The following is method of finding encrypted files, using simple linux shell programming. The idea is to find a particular file type (pdf here), then check the "magic number" to see if the file type matches. When a file is encrypted, the magic # is encrypted too. If the magic # doesn't match the file type, then the file is encrypted. Other methods have been published online to find encrypted files, but they generally depend on unfamiliar languages (e.g. python), or access to powerful forensic tools.

This method is very fast, but it might need to be "tweaked" to your own file system's characteristics. Because it uses standard Linux shell programs, it should work on any system where you can "get to" the files using linux. If the files are already on linux -- you are in good shape.

Here are two shell scripts.

1. Crypto

find -type f -name \*.pdf -exec file {} \;

Change directories to the top level of the partially encrypted file system, and run sh < crypto > crypto.out

2. Crypto2

grep -v 'PDF document' crypto.out > crypto2.out
uniq -w 14 crypto2.out > crypto3.out
wc -l crypto3.out

From the same location as crypto, run sh < crypto2.

How the scripts work:

How the "crypto" shell script works.

After crypto has been run, crypto.out has a list of lines that contain filename : magic# type.

The "crypto2" shell script does this:

This script might need to be altered for your situation as your directory names may not necessarily all be 14 columns.

The following script, that replaces crypto2, will work for any size directory:


grep -v 'PDF document' crypto.out > crypto2.out
sed 's![^/]*$!!' crypto2.out > crypto2b.out
uniq crypto2b.out > crypto3.out
wc -l crypto3.out

The "sed" line deletes everything from the last '/' to the end, isolating the path to the file without the final filename itself. The main problem of this syntax is that it has more than needed - -it includes subdirectories of encrypted directories.

Other uses of similar methodology

It seems likely to us that one could also defend against the cryptolocker (and similar) viruses that work through a normal user who invites them in by setting permissions of files to read only. One could do this using the a similar script to "crypto", by passing the file name to the chmod function.

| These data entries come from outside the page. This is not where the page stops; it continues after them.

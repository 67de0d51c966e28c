//! The game-master system prompt handed to the LLM.

use adventure_rules::SceneCatalog;

use crate::tools::{
    GET_CURRENT_SCENE, PLAYER_ACTION, RESTART_ADVENTURE, SHOW_JOURNAL, START_ADVENTURE,
};

/// Build the system prompt for a voice game master running `catalog`.
pub fn game_master_instructions(catalog: &SceneCatalog) -> String {
    let opening = catalog.scene_or_void(catalog.entry());

    format!(
        "You are the Game Master of an interactive voice adventure. The story opens in \
\"{title}\".

STORY ENGINE:
The story is driven entirely by tools. Never invent scenes, items or outcomes yourself.
- When the player wants to play, call {start} (pass their name if they gave one).
- For anything the player does in the world, call {action} with their words.
- If the player asks where they are or what they can do, call {scene}.
- If the player asks about their journal, items or progress, call {journal}.
- If the player wants to start over, call {restart}.

SPEAKING:
- Read the tool result aloud, keeping its meaning and every listed option.
- You may smooth the wording for speech, but keep it short and atmospheric.
- Always end your turn by asking the player what they do next.
- If the engine did not understand an action, gently ask the player to pick one of the options.
",
        title = opening.title,
        start = START_ADVENTURE,
        action = PLAYER_ACTION,
        scene = GET_CURRENT_SCENE,
        journal = SHOW_JOURNAL,
        restart = RESTART_ADVENTURE,
    )
}
//! # Adventure Core
//!
//! The dialogue engine behind the voice adventure. This crate sits on top of
//! `adventure_rules`, turns free-form player utterances into scene
//! transitions, and narrates every outcome as speakable text.
//!
//! ## Core Components
//!
//! - **action_resolver**: Three-tier, first-match mapping of an utterance to a choice
//! - **narration**: Scene, transition and journal rendering, always ending in the prompt cue
//! - **engine**: The five operations a conversational driver invokes per turn
//! - **tools**: Tool definitions and name-based dispatch for the LLM tool caller
//! - **instructions**: The game-master system prompt
//!
//! ## Design Philosophy
//!
//! - **Never fail a turn**: Unknown actions and unknown scenes degrade to a re-prompt
//! - **Driver-owned state**: Each conversation owns its session; the engine holds none
//! - **Declared order wins**: Narration and matching follow the catalog's choice order

pub mod action_resolver;
pub mod config;
pub mod engine;
pub mod instructions;
pub mod narration;
pub mod tools;

pub use action_resolver::*;
pub use config::*;
pub use engine::*;
pub use instructions::*;
pub use narration::*;
pub use tools::*;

How to stop ransomware--the general solution

Backup is not a good method of defending from ransomware as it requires diligence, lots of disk space as well as disk accessing (which makes them burn out), and every time someone lets in a new virus, you have to get stuff off the backup. This takes time.

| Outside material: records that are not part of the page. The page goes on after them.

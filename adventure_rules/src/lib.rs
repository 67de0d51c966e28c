//! # Adventure Rules
//!
//! The "Story Bible" crate - the static scene graph, the effects a choice can
//! declare, and the per-conversation session record those effects land in.
//! This crate contains no matching or narration logic; it is the single
//! source of truth for what the story is and where a player currently stands.

pub mod effects;
pub mod scenes;
pub mod session_state;

pub use effects::*;
pub use scenes::*;
pub use session_state::*;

A far more rational solution to the ransomware problem is to put your critical systems behind a DMZ -- i.e. put them on another internal network, that your staff cannot access, with the only connection being through a remote desktop type software, that only sends pixels rather than executable files. Microsoft, VMware and Citrix all offer DMZ type solutions.

This has issues - -you need a powerful server to do this, and you must limit your users ability to do harm by curating their access to these programs, but nevertheless, it is the only reasonable method to defend from your staff and ransomware both.